**Recorded data:**
__________

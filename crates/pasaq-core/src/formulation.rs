//! The mixed-integer feasibility program for one utility threshold.
//!
//! Variable groups:
//! - `x[(i, k)]` fill of segment `k` of target `i`'s coverage
//! - `z[(i, k)]` binary unlock indicator of that segment
//! - `a[j]` mixture weight of schedule `j`
//! - `w` slack of the threshold row, at most 0; the objective maximises it
//!
//! The optimum is 0 exactly when some coverage reaches the threshold under
//! the piecewise-linear approximation.

use pasaq_mip::{Bound, VarKind};

use crate::game::{GameError, SecurityGame};
use crate::linearize::Linearization;
use crate::model::{Model, ModelError, VarGroup};

/// Handles of the four variable groups of a built model
#[derive(Debug, Clone, Copy)]
pub struct Variables {
    pub x: VarGroup,
    pub z: VarGroup,
    pub a: VarGroup,
    pub w: VarGroup,
}

/// Linear form of the threshold condition:
/// `constant + sum(coefficients[i][k] * x[(i, k)]) <= 0`
#[derive(Debug, Clone)]
pub struct ThresholdRow {
    pub coefficients: Vec<Vec<f64>>,
    pub constant: f64,
}

impl ThresholdRow {
    /// Left-hand side for a given set of segment fills
    pub fn evaluate(&self, fills: &[Vec<f64>]) -> f64 {
        self.constant
            + self
                .coefficients
                .iter()
                .zip(fills)
                .map(|(c, x)| c.iter().zip(x).map(|(c, x)| c * x).sum::<f64>())
                .sum::<f64>()
    }

    /// Largest absolute coefficient, 1 when every entry is zero
    fn scale(&self) -> f64 {
        let largest = self
            .coefficients
            .iter()
            .flatten()
            .chain(std::iter::once(&self.constant))
            .fold(0.0f64, |acc, c| acc.max(c.abs()));
        if largest > 0.0 { largest } else { 1.0 }
    }
}

/// Builds feasibility models for one game; the linearization is shared by
/// every threshold.
#[derive(Debug, Clone)]
pub struct Formulation<'a> {
    game: &'a SecurityGame,
    budget: f64,
    linearization: Linearization,
}

impl<'a> Formulation<'a> {
    pub fn new(
        game: &'a SecurityGame,
        budget: f64,
        lambda: f64,
        segments: usize,
    ) -> Result<Self, GameError> {
        game.validate()?;
        if !budget.is_finite() || budget < 0.0 {
            return Err(GameError::DegenerateInput(format!("invalid resource budget {}", budget)));
        }
        let linearization = Linearization::new(game.payoffs(), lambda, segments)?;
        Ok(Self {
            game,
            budget,
            linearization,
        })
    }

    pub fn game(&self) -> &SecurityGame {
        self.game
    }

    pub fn linearization(&self) -> &Linearization {
        &self.linearization
    }

    pub fn budget(&self) -> f64 {
        self.budget
    }

    pub fn segments(&self) -> usize {
        self.linearization.segments()
    }

    /// 1-based sub-index of segment `k` of target `i` (both 0-based)
    pub fn cell(&self, i: usize, k: usize) -> usize {
        i * self.segments() + k + 1
    }

    /// Coefficients of the threshold condition at utility `r`
    pub fn threshold_row(&self, r: f64) -> ThresholdRow {
        let lin = &self.linearization;
        let pm = self.game.payoffs();
        let mut constant = 0.0;
        let coefficients = (0..self.game.num_targets())
            .map(|i| {
                let theta = lin.scaled_theta(i);
                let base = theta * (r - pm.defender_penalty[i]);
                constant += base;
                (0..self.segments())
                    .map(|k| base * lin.f1_slope(i, k) - theta * lin.alpha(i) * lin.f2_slope(i, k))
                    .collect::<Vec<f64>>()
            })
            .collect();
        ThresholdRow { coefficients, constant }
    }

    /// Assemble the feasibility model for threshold `r`
    pub fn build(&self, r: f64) -> Result<(Model, Variables), ModelError> {
        let mut model = Model::new(format!("pasaq[r={}]", r));
        let vars = self.declare_variables(&mut model)?;
        self.budget_constraint(&mut model, &vars)?;
        self.segment_bounds(&mut model, &vars)?;
        self.segment_unlock_constraints(&mut model, &vars)?;
        self.segment_order_constraints(&mut model, &vars)?;
        self.unlock_indicators(&mut model, &vars)?;
        self.mixture_constraints(&mut model, &vars)?;
        self.mixture_total_constraint(&mut model, &vars)?;
        self.mixture_weight_bounds(&mut model, &vars)?;
        self.threshold_objective(&mut model, &vars, r)?;
        Ok((model, vars))
    }

    fn declare_variables(&self, model: &mut Model) -> Result<Variables, ModelError> {
        let cells = self.game.num_targets() * self.segments();
        Ok(Variables {
            x: model.declare("x", cells)?,
            z: model.declare("z", cells)?,
            a: model.declare("a", self.game.num_schedules())?,
            w: model.declare("w", 1)?,
        })
    }

    fn cells(&self) -> impl Iterator<Item = (usize, usize)> {
        let segments = self.segments();
        (0..self.game.num_targets()).flat_map(move |i| (0..segments).map(move |k| (i, k)))
    }

    /// Total coverage within the resource budget
    fn budget_constraint(&self, model: &mut Model, vars: &Variables) -> Result<(), ModelError> {
        model.add_named_row("budget")?;
        for (i, k) in self.cells() {
            model.add_term(vars.x, self.cell(i, k), 1.0)?;
        }
        model.set_row_bound(Bound::Upper(self.budget))
    }

    /// Each segment fill lies in [0, 1/K]
    fn segment_bounds(&self, model: &mut Model, vars: &Variables) -> Result<(), ModelError> {
        let width = self.linearization.segment_width();
        for (i, k) in self.cells() {
            model.set_bound(vars.x, self.cell(i, k), Bound::Double(0.0, width))?;
        }
        Ok(())
    }

    /// A set indicator saturates its segment: `z/K - x <= 0`
    fn segment_unlock_constraints(
        &self,
        model: &mut Model,
        vars: &Variables,
    ) -> Result<(), ModelError> {
        let width = self.linearization.segment_width();
        for (i, k) in self.cells() {
            let cell = self.cell(i, k);
            model.add_named_row(format!("unlock[{},{}]", i + 1, k + 1))?;
            model.add_term(vars.z, cell, width)?;
            model.add_term(vars.x, cell, -1.0)?;
            model.set_row_bound(Bound::Upper(0.0))?;
        }
        Ok(())
    }

    /// Segment k+1 stays empty unless segment k is unlocked
    fn segment_order_constraints(
        &self,
        model: &mut Model,
        vars: &Variables,
    ) -> Result<(), ModelError> {
        for (i, k) in self.cells().filter(|&(_, k)| k + 1 < self.segments()) {
            model.add_named_row(format!("order[{},{}]", i + 1, k + 1))?;
            model.add_term(vars.x, self.cell(i, k + 1), 1.0)?;
            model.add_term(vars.z, self.cell(i, k), -1.0)?;
            model.set_row_bound(Bound::Upper(0.0))?;
        }
        Ok(())
    }

    fn unlock_indicators(&self, model: &mut Model, vars: &Variables) -> Result<(), ModelError> {
        for (i, k) in self.cells() {
            let cell = self.cell(i, k);
            model.set_kind(vars.z, cell, VarKind::Binary)?;
            model.set_bound(vars.z, cell, Bound::Double(0.0, 1.0))?;
        }
        Ok(())
    }

    /// Coverage of each target equals the schedule mixture's contribution
    fn mixture_constraints(&self, model: &mut Model, vars: &Variables) -> Result<(), ModelError> {
        let assignment = self.game.assignment();
        for i in 0..self.game.num_targets() {
            model.add_named_row(format!("mixture[{}]", i + 1))?;
            for k in 0..self.segments() {
                model.add_term(vars.x, self.cell(i, k), 1.0)?;
            }
            for (j, &effect) in assignment.row(i).iter().enumerate() {
                if effect != 0.0 {
                    model.add_term(vars.a, j + 1, -effect)?;
                }
            }
            model.set_row_bound(Bound::Fixed(0.0))?;
        }
        Ok(())
    }

    fn mixture_total_constraint(
        &self,
        model: &mut Model,
        vars: &Variables,
    ) -> Result<(), ModelError> {
        model.add_named_row("mixture_total")?;
        for j in 1..=vars.a.len() {
            model.add_term(vars.a, j, 1.0)?;
        }
        model.set_row_bound(Bound::Upper(1.0))
    }

    fn mixture_weight_bounds(&self, model: &mut Model, vars: &Variables) -> Result<(), ModelError> {
        for j in 1..=vars.a.len() {
            model.set_bound(vars.a, j, Bound::Double(0.0, 1.0))?;
        }
        Ok(())
    }

    /// `threshold + w <= 0` scaled to unit magnitude, maximising `w <= 0`
    fn threshold_objective(
        &self,
        model: &mut Model,
        vars: &Variables,
        r: f64,
    ) -> Result<(), ModelError> {
        let row = self.threshold_row(r);
        let scale = row.scale();

        model.add_named_row("threshold")?;
        for (i, k) in self.cells() {
            let coefficient = row.coefficients[i][k] / scale;
            if coefficient != 0.0 {
                model.add_term(vars.x, self.cell(i, k), coefficient)?;
            }
        }
        model.add_term(vars.w, 1, 1.0)?;
        model.set_row_bound(Bound::Upper(-row.constant / scale))?;

        model.set_bound(vars.w, 1, Bound::Upper(0.0))?;
        model.set_objective(vars.w, 1, 1.0)?;
        model.maximize();
        Ok(())
    }
}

__________

**TASK:** In the data, count the lines that include the string "resource", then give that number and nothing more.

**RESPONSE BELOW:** 2